In the end she complained and her cock of a husband felt that the best place to deal with that was to rift me and my mate in flight. Smart move.

The Two Renegade Wives split from Tenko and started doing their own thing, things like going to the village where one of the bell boy‘s family lived and seeing fruit bats with 4’ wingspans and having a chicken killed and cooked for a feast in their honour, eating goldfish without labelling the locals as savages, swimming on coral reefs etc. Basically doing all the things that this great opportunity presented for young families. Everywhere they went they were warmly greeted as white women with blond kids in tow were literally unheard of and Indonesians are probably the nicest people I’ve ever met. They were called Mrs Katherine and Mrs Jenny (after the kids names) by people they’d never met. People who had nothing were inviting them into their homes and giving them tea. It was very humbling. Tenko hated it.

It all came to a head when Head Tenko “had a word” with the degenerate twosome about them “flaunting“ themselves with the natives. “You should know Mrs Toastie, both you and Toastie were in the military, your father was a Navy Officer out here, you know how it works ”.

Mrs Toastie “what rank was your husband in the Forces?”

Head Tenko “he was a Flt Lt”.

Mrs Toastie “you’re right, I do know how it works, my father, my husband and I all outranked your husband. Feck off”.

* For younger viewers, Tenko was a TV drama series about a Japanese internment camp for wives and families following the fall of Singapore in WW2. The rank structure assumed by the wives mirrored that in the garrison.

** He apparently latterly came very close to failing a sim ride for exactly that kind of behaviour, demanded the result be changed as in his view, sim checks were a test purely of technical skills. He was told “change or leave”.
 
With the current drift of the "HMS Queen Elizabeth's Captain sacked for using his official car at weekends" thread into dits about pompous, arrogant military wives (all ranks, all services) and on the prodding of @ordinaryforces I'd like to christen a new thread to post those sort of dits so that it doesnt get too de-railed.



Please remember, No names, no pack drill and certainly nothing actionable.

(Could the MODs please transfer over the other dits that have been posted to clean it up a bit?)

I've re-posted my dit about the Admiral's wife to start it off.


Friend of mine who was a Leading Steward in the RN tells a cracking dit about the wife of the Admiral he was once steward for.
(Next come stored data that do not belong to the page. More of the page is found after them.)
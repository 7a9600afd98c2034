// SPDX-License-Identifier: BUSL-1.1
// Copyright (c) 2026 Alfred Jean LLC

//! In-memory reference store
//!
//! Each session stages writes privately and applies them to the shared
//! base on commit; rollback discards them. This is the store the test
//! suites run against and a template for real store adapters.

use serde_json::Value;
use std::collections::HashMap;
use std::sync::atomic::{AtomicU64, Ordering};
use std::sync::{Arc, RwLock};
use teller_core::store::{Entity, ScopeId, Session, Store, StoreError};

type Row = (String, String);

/// Shared in-memory persistence engine.
///
/// Clones share the same base map; every open session gets a fresh
/// scope id from an atomic counter.
#[derive(Clone, Default)]
pub struct MemoryStore {
    inner: Arc<Inner>,
}

#[derive(Debug, Default)]
struct Inner {
    rows: RwLock<HashMap<Row, Value>>,
    next_scope: AtomicU64,
}

impl MemoryStore {
    pub fn new() -> MemoryStore {
        MemoryStore::default()
    }

    /// Seed a committed row outside any scope (bootstrap/test helper)
    pub fn seed(&self, kind: &str, key: &str, data: Value) {
        let mut rows = self.inner.rows.write().unwrap_or_else(|e| e.into_inner());
        rows.insert((kind.to_string(), key.to_string()), data);
    }

    /// Read a committed row directly, bypassing any session
    pub fn committed(&self, kind: &str, key: &str) -> Option<Value> {
        let rows = self.inner.rows.read().unwrap_or_else(|e| e.into_inner());
        rows.get(&(kind.to_string(), key.to_string())).cloned()
    }
}

impl Store for MemoryStore {
    fn open(&self) -> Result<Box<dyn Session>, StoreError> {
        let scope = ScopeId(self.inner.next_scope.fetch_add(1, Ordering::SeqCst) + 1);
        Ok(Box::new(MemorySession {
            scope,
            inner: Arc::clone(&self.inner),
            staged: Vec::new(),
            overlay: HashMap::new(),
        }))
    }
}

#[derive(Debug)]
enum Write {
    Upsert {
        kind: String,
        key: String,
        data: Value,
    },
    Remove {
        kind: String,
        key: String,
    },
}

/// One scope's session: staged writes plus a flushed overlay over the
/// shared base. `None` in the overlay marks a removal.
#[derive(Debug)]
struct MemorySession {
    scope: ScopeId,
    inner: Arc<Inner>,
    staged: Vec<Write>,
    overlay: HashMap<Row, Option<Value>>,
}

impl MemorySession {
    fn visible(&self, kind: &str, key: &str) -> Option<Value> {
        let row = (kind.to_string(), key.to_string());
        if let Some(entry) = self.overlay.get(&row) {
            return entry.clone();
        }
        let rows = self.inner.rows.read().unwrap_or_else(|e| e.into_inner());
        rows.get(&row).cloned()
    }

    fn apply_staged(&mut self) {
        for write in self.staged.drain(..) {
            match write {
                Write::Upsert { kind, key, data } => {
                    self.overlay.insert((kind, key), Some(data));
                }
                Write::Remove { kind, key } => {
                    self.overlay.insert((kind, key), None);
                }
            }
        }
    }

    fn check_scope(&self, entity: &Entity) -> Result<(), StoreError> {
        if entity.scope() != self.scope {
            return Err(StoreError::ForeignScope {
                kind: entity.kind().to_string(),
                key: entity.key().to_string(),
                entity_scope: entity.scope(),
                session_scope: self.scope,
            });
        }
        Ok(())
    }
}

impl Session for MemorySession {
    fn scope(&self) -> ScopeId {
        self.scope
    }

    fn load(&mut self, kind: &str, key: &str) -> Result<Entity, StoreError> {
        self.flush()?;
        match self.visible(kind, key) {
            Some(data) => Ok(Entity::bind(kind, key, self.scope, data)),
            None => Err(StoreError::NotFound {
                kind: kind.to_string(),
                key: key.to_string(),
            }),
        }
    }

    fn insert(&mut self, kind: &str, key: &str, data: Value) -> Result<Entity, StoreError> {
        self.flush()?;
        if self.visible(kind, key).is_some() {
            return Err(StoreError::DuplicateKey {
                kind: kind.to_string(),
                key: key.to_string(),
            });
        }
        self.staged.push(Write::Upsert {
            kind: kind.to_string(),
            key: key.to_string(),
            data: data.clone(),
        });
        Ok(Entity::bind(kind, key, self.scope, data))
    }

    fn save(&mut self, entity: &Entity) -> Result<(), StoreError> {
        self.check_scope(entity)?;
        self.staged.push(Write::Upsert {
            kind: entity.kind().to_string(),
            key: entity.key().to_string(),
            data: entity.data.clone(),
        });
        Ok(())
    }

    fn remove(&mut self, entity: &Entity) -> Result<(), StoreError> {
        self.check_scope(entity)?;
        self.staged.push(Write::Remove {
            kind: entity.kind().to_string(),
            key: entity.key().to_string(),
        });
        Ok(())
    }

    fn query(&mut self, kind: &str) -> Result<Vec<Entity>, StoreError> {
        self.flush()?;
        let mut out: Vec<Entity> = Vec::new();
        {
            let rows = self.inner.rows.read().unwrap_or_else(|e| e.into_inner());
            for ((row_kind, key), data) in rows.iter() {
                let shadowed = self
                    .overlay
                    .contains_key(&(row_kind.clone(), key.clone()));
                if row_kind == kind && !shadowed {
                    out.push(Entity::bind(
                        row_kind.clone(),
                        key.clone(),
                        self.scope,
                        data.clone(),
                    ));
                }
            }
        }
        for ((row_kind, key), entry) in self.overlay.iter() {
            if row_kind == kind {
                if let Some(data) = entry {
                    out.push(Entity::bind(
                        row_kind.clone(),
                        key.clone(),
                        self.scope,
                        data.clone(),
                    ));
                }
            }
        }
        out.sort_by(|a, b| a.key().cmp(b.key()));
        Ok(out)
    }

    fn flush(&mut self) -> Result<(), StoreError> {
        self.apply_staged();
        Ok(())
    }

    fn commit(mut self: Box<Self>) -> Result<(), StoreError> {
        self.apply_staged();
        let inner = Arc::clone(&self.inner);
        let mut rows = inner.rows.write().unwrap_or_else(|e| e.into_inner());
        for (row, entry) in self.overlay.drain() {
            match entry {
                Some(data) => {
                    rows.insert(row, data);
                }
                None => {
                    rows.remove(&row);
                }
            }
        }
        Ok(())
    }

    fn rollback(self: Box<Self>) -> Result<(), StoreError> {
        // staged and flushed-but-uncommitted writes die with the session
        Ok(())
    }
}

#[cfg(test)]
#[path = "memory_tests.rs"]
mod tests;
Apparently one day she been out "shopping" with friends in central London and rocked up to the front of the Admiral's quarters in a taxi half cut, emptied half the contents of Harrods out of the back and then dismissively told him to take it in and stow it all away before tottering inside and disappearing up to her bedroom for a lie down. 4 hours later she comes down and demands to know where her shopping was to be told it was exactly where she left it as he was the Admiral's steward and not the house flunkey. Out she goes to the front steps and sure enough everything was exactly where she'd left it.

Cue screams, batshit mentality and threats of having his rate and off she goes to cause murder. An hour later my mate is called to the Admiral's study whereupon the Admiral tells him that the wife has given him mucho earache but that my mate was quite right, it wasn't his job to be a house flunkey and that it would not happen again.

For the rest of the year that he was drafted to that billet she didn't acknowledge him nor speak to him and indeed often made out as if he wasn't even in the room.

Cheers Shippers
The Leading Steward obviously missed the cue to go upstairs and shag her when she said she was going upstairs for a lie down.

Bad drills in my view.

Oh hang on, are we talking about the RN here?